The bottom line: coconut oil can be enjoyed in small amounts – like butter – for flavor, or used on skin and hair. But for your heart and brain, unsaturated oils like olive and canola remain the better choice.
Let’s get into the deets…
UPFRONT: COCONUT OIL VS MCT OIL
Coconut oil and the popular-in-wellness-circles MCT oil are often conflated, but they’re not interchangeable.
Coconut oil is about 90 percent saturated fat, with lauric acid and myristic acid dominating its chemical profile. These fatty acids are absorbed more slowly, packaged into lipoproteins, and raise LDL cholesterol.
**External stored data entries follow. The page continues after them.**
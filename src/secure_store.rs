//! Symmetric encryption of session payloads at rest.
//!
//! Uses ChaCha20-Poly1305 AEAD with a process-wide 256-bit key. Every call to
//! [`Vault::encrypt`] draws a fresh 96-bit nonce from the OS RNG; nonces are
//! never derived from counters or other state.
//!
//! Wire layout of an [`EncryptedBlob`]:
//!
//! ```text
//! +------+-----------+---------------------------+
//! | VCB1 | nonce(12) | ciphertext || tag(16)    |
//! +------+-----------+---------------------------+
//! ```

use base64::{engine::general_purpose::STANDARD, Engine as _};
use chacha20poly1305::aead::{Aead, KeyInit, Payload};
use chacha20poly1305::{ChaCha20Poly1305, Key, Nonce};
use rand::RngCore;
use thiserror::Error;

const MAGIC: &[u8; 4] = b"VCB1";
pub const KEY_LEN: usize = 32;
pub const NONCE_LEN: usize = 12;
pub const TAG_LEN: usize = 16;

/// Associated data used for vault-encrypted credentials
const CREDENTIAL_AAD: &[u8] = b"vaultchat:credential";

#[derive(Debug, Error, PartialEq, Eq)]
pub enum VaultError {
    /// Authentication tag did not verify
    #[error("integrity check failed (tampered data or wrong key)")]
    Integrity,

    /// Blob is too short, has a bad header, or cannot be decoded
    #[error("malformed blob: {0}")]
    Malformed(String),

    /// Key material has the wrong length or encoding
    #[error("invalid encryption key: {0}")]
    InvalidKey(String),
}

/// Nonce + ciphertext + tag. The only on-disk representation of a session.
#[derive(Debug, Clone, PartialEq, Eq)]
pub struct EncryptedBlob {
    nonce: [u8; NONCE_LEN],
    /// Ciphertext with the 16-byte Poly1305 tag appended
    sealed: Vec<u8>,
}

impl EncryptedBlob {
    pub fn nonce(&self) -> &[u8; NONCE_LEN] {
        &self.nonce
    }

    pub fn ciphertext(&self) -> &[u8] {
        &self.sealed[..self.sealed.len() - TAG_LEN]
    }

    pub fn tag(&self) -> &[u8] {
        &self.sealed[self.sealed.len() - TAG_LEN..]
    }

    pub fn to_bytes(&self) -> Vec<u8> {
        let mut out = Vec::with_capacity(MAGIC.len() + NONCE_LEN + self.sealed.len());
        out.extend_from_slice(MAGIC);
        out.extend_from_slice(&self.nonce);
        out.extend_from_slice(&self.sealed);
        out
    }

    pub fn from_bytes(bytes: &[u8]) -> Result<Self, VaultError> {
        let min = MAGIC.len() + NONCE_LEN + TAG_LEN;
        if bytes.len() < min {
            return Err(VaultError::Malformed(format!(
                "expected at least {} bytes, got {}",
                min,
                bytes.len()
            )));
        }
        if &bytes[..MAGIC.len()] != MAGIC {
            return Err(VaultError::Malformed("unknown blob header".to_string()));
        }
        let mut nonce = [0u8; NONCE_LEN];
        nonce.copy_from_slice(&bytes[MAGIC.len()..MAGIC.len() + NONCE_LEN]);
        Ok(Self {
            nonce,
            sealed: bytes[MAGIC.len() + NONCE_LEN..].to_vec(),
        })
    }
}

/// Process-wide encryption key. Cheap to share behind an `Arc`.
pub struct Vault {
    cipher: ChaCha20Poly1305,
}

impl std::fmt::Debug for Vault {
    fn fmt(&self, f: &mut std::fmt::Formatter<'_>) -> std::fmt::Result {
        f.write_str("Vault { key: <redacted> }")
    }
}

impl Vault {
    pub fn new(key: &[u8]) -> Result<Self, VaultError> {
        if key.len() != KEY_LEN {
            return Err(VaultError::InvalidKey(format!(
                "expected {} bytes, got {}",
                KEY_LEN,
                key.len()
            )));
        }
        Ok(Self {
            cipher: ChaCha20Poly1305::new(Key::from_slice(key)),
        })
    }

    /// Build from a base64-encoded key (the form kept in the environment)
    pub fn from_base64(encoded: &str) -> Result<Self, VaultError> {
        let key = STANDARD
            .decode(encoded.trim())
            .map_err(|e| VaultError::InvalidKey(format!("not valid base64: {}", e)))?;
        Self::new(&key)
    }

    /// Generate a fresh random key, base64-encoded
    pub fn generate_key() -> String {
        let mut key = [0u8; KEY_LEN];
        rand::rngs::OsRng.fill_bytes(&mut key);
        STANDARD.encode(key)
    }

    pub fn encrypt(&self, plaintext: &[u8]) -> Result<EncryptedBlob, VaultError> {
        self.encrypt_bound(plaintext, &[])
    }

    pub fn decrypt(&self, blob: &EncryptedBlob) -> Result<Vec<u8>, VaultError> {
        self.decrypt_bound(blob, &[])
    }

    /// Encrypt with associated data that must be presented again to decrypt
    pub fn encrypt_bound(
        &self,
        plaintext: &[u8],
        associated: &[u8],
    ) -> Result<EncryptedBlob, VaultError> {
        let mut nonce = [0u8; NONCE_LEN];
        rand::rngs::OsRng.fill_bytes(&mut nonce);

        let sealed = self
            .cipher
            .encrypt(
                Nonce::from_slice(&nonce),
                Payload {
                    msg: plaintext,
                    aad: associated,
                },
            )
            .map_err(|_| VaultError::Malformed("plaintext too large to encrypt".to_string()))?;

        Ok(EncryptedBlob { nonce, sealed })
    }

    pub fn decrypt_bound(
        &self,
        blob: &EncryptedBlob,
        associated: &[u8],
    ) -> Result<Vec<u8>, VaultError> {
        self.cipher
            .decrypt(
                Nonce::from_slice(&blob.nonce),
                Payload {
                    msg: &blob.sealed,
                    aad: associated,
                },
            )
            .map_err(|_| VaultError::Integrity)
    }

    /// Encrypt a credential for storage in the environment (base64 of the blob bytes)
    pub fn encrypt_credential(&self, credential: &str) -> Result<String, VaultError> {
        let blob = self.encrypt_bound(credential.as_bytes(), CREDENTIAL_AAD)?;
        Ok(STANDARD.encode(blob.to_bytes()))
    }

    pub fn decrypt_credential(&self, encoded: &str) -> Result<String, VaultError> {
        let bytes = STANDARD
            .decode(encoded.trim())
            .map_err(|e| VaultError::Malformed(format!("credential is not valid base64: {}", e)))?;
        let blob = EncryptedBlob::from_bytes(&bytes)?;
        let plaintext = self.decrypt_bound(&blob, CREDENTIAL_AAD)?;
        String::from_utf8(plaintext)
            .map_err(|_| VaultError::Malformed("credential is not UTF-8".to_string()))
    }
}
MCT oils used in clinical research are not the same as a jar of coconut oil – and not always identical to every commercial bottle on the shelf. Research-grade MCT oil is specifically refined to contain only caprylic acid (C8) and capric acid (C10). These shorter chains follow a different route in the body. Instead of being absorbed through the lymphatic system and entering circulation in chylomicrons (like long-chain fats), they travel directly through the portal vein to the liver. There, they’re rapidly oxidized and converted into ketones.
That difference matters. MCTs are still saturated fats, but unlike the longer ones in coconut oil, they do not seem to raise LDL cholesterol. A 2021 meta-analysis of randomized controlled trials found neutral effects on total, LDL, and HDL cholesterol, with a small increase in triglycerides overall. The contrast is important: coconut oil reliably raises LDL cholesterol, whereas purified MCT oil hasn’t in research.
Ketones can act as an alternative energy source to glucose (the brain’s preferred fuel). In Alzheimer’s disease, one of the earliest hallmarks is impaired glucose metabolism in the brain. In this context, ketones can partially bypass the brain’s energy gap. That’s why purified MCT oils have been studied in small, randomized trials of Alzheimer’s disease: to see if raising ketones could temporarily improve cognition.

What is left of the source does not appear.